* [TASK BRIEF] Reply with one number: the count of lines in the listing that contain the string "rendering".

Top of RAW DATA

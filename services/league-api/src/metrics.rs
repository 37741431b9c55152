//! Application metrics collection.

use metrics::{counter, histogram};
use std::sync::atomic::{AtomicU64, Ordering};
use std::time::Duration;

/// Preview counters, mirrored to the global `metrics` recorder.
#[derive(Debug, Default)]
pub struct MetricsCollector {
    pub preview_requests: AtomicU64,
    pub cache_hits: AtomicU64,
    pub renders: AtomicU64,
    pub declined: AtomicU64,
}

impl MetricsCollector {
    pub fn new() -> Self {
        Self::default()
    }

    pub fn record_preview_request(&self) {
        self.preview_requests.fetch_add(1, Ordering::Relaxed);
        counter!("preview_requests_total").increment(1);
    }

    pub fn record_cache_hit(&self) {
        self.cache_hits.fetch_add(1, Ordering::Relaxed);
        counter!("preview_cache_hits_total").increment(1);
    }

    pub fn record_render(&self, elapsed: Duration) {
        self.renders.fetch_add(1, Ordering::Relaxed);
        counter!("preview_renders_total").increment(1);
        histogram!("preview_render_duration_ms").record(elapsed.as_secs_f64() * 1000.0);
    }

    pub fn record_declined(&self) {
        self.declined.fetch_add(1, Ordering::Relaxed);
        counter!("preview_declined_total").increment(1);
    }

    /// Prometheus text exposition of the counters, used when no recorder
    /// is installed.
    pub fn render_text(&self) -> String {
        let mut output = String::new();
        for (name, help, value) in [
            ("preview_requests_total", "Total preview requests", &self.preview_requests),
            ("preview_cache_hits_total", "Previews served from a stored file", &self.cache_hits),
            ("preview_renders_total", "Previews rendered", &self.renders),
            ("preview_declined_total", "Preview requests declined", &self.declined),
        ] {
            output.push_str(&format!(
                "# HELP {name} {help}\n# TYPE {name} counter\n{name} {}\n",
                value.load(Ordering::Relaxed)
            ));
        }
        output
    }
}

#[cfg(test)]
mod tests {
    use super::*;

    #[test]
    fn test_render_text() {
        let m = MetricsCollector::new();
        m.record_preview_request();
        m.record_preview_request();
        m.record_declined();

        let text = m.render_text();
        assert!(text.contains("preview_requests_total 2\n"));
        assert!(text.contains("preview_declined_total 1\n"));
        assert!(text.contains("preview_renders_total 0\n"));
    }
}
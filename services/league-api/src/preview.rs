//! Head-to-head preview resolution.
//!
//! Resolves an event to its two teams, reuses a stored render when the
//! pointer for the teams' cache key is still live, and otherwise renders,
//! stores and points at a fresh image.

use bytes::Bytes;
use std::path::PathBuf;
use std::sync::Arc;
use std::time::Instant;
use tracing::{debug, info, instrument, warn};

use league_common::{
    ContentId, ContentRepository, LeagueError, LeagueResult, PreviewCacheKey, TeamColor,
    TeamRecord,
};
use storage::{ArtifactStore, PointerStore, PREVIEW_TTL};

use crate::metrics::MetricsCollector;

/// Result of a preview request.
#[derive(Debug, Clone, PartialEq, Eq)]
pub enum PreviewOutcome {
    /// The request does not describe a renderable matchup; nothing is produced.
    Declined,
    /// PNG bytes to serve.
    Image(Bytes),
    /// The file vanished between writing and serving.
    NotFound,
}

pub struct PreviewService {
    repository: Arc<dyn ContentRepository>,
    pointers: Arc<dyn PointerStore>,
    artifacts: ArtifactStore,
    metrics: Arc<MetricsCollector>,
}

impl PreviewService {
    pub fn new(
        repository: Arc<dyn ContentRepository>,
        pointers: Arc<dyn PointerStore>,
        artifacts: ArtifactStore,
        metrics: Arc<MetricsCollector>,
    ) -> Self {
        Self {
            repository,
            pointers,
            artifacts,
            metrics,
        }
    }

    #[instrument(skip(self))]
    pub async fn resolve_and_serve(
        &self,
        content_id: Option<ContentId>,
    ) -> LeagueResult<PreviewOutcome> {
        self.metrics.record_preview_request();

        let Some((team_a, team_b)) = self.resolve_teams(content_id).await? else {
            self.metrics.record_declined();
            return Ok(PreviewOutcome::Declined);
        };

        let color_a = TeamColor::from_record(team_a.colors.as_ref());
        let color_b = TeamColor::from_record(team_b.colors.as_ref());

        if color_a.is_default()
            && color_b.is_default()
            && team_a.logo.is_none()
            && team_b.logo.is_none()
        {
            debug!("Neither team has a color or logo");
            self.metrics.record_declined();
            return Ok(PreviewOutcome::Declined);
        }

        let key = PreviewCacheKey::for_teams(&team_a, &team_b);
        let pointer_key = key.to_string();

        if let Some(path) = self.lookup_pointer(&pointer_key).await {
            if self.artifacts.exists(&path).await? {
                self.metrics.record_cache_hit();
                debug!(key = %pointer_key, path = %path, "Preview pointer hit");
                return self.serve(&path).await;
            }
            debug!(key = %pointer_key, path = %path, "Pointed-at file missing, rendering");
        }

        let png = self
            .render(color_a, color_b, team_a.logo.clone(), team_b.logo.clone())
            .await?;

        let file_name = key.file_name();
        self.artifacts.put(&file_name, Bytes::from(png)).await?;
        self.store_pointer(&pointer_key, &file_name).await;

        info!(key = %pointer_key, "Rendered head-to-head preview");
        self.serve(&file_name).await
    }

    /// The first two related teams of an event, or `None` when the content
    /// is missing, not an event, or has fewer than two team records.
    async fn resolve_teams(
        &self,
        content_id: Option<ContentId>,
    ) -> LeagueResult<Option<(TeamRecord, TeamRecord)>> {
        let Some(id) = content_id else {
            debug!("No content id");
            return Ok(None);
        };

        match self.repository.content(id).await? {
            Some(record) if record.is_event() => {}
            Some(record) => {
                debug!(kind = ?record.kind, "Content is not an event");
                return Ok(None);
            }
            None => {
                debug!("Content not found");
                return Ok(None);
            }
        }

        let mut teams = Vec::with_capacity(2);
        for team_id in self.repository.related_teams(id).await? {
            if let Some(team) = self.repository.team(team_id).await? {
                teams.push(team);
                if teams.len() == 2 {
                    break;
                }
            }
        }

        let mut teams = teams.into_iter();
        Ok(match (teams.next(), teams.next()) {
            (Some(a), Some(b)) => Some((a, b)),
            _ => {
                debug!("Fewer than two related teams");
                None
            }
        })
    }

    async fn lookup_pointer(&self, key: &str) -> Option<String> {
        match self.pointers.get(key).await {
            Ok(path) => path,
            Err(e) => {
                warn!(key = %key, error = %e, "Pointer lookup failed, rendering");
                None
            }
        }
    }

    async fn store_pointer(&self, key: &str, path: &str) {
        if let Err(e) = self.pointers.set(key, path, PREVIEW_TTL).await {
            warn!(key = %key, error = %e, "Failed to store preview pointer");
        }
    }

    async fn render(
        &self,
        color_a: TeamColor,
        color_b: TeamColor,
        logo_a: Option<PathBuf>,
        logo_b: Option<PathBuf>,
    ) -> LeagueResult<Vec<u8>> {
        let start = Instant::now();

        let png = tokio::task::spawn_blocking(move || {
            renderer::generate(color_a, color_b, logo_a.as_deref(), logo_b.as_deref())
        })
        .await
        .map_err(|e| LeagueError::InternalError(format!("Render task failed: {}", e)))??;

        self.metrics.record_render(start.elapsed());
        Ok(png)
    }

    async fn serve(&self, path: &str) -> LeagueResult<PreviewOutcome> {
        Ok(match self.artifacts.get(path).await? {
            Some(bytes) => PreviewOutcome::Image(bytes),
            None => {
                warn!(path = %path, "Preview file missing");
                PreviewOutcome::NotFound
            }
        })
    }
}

Bottom of RAW DATA

* [YOUR SOLUTION] 2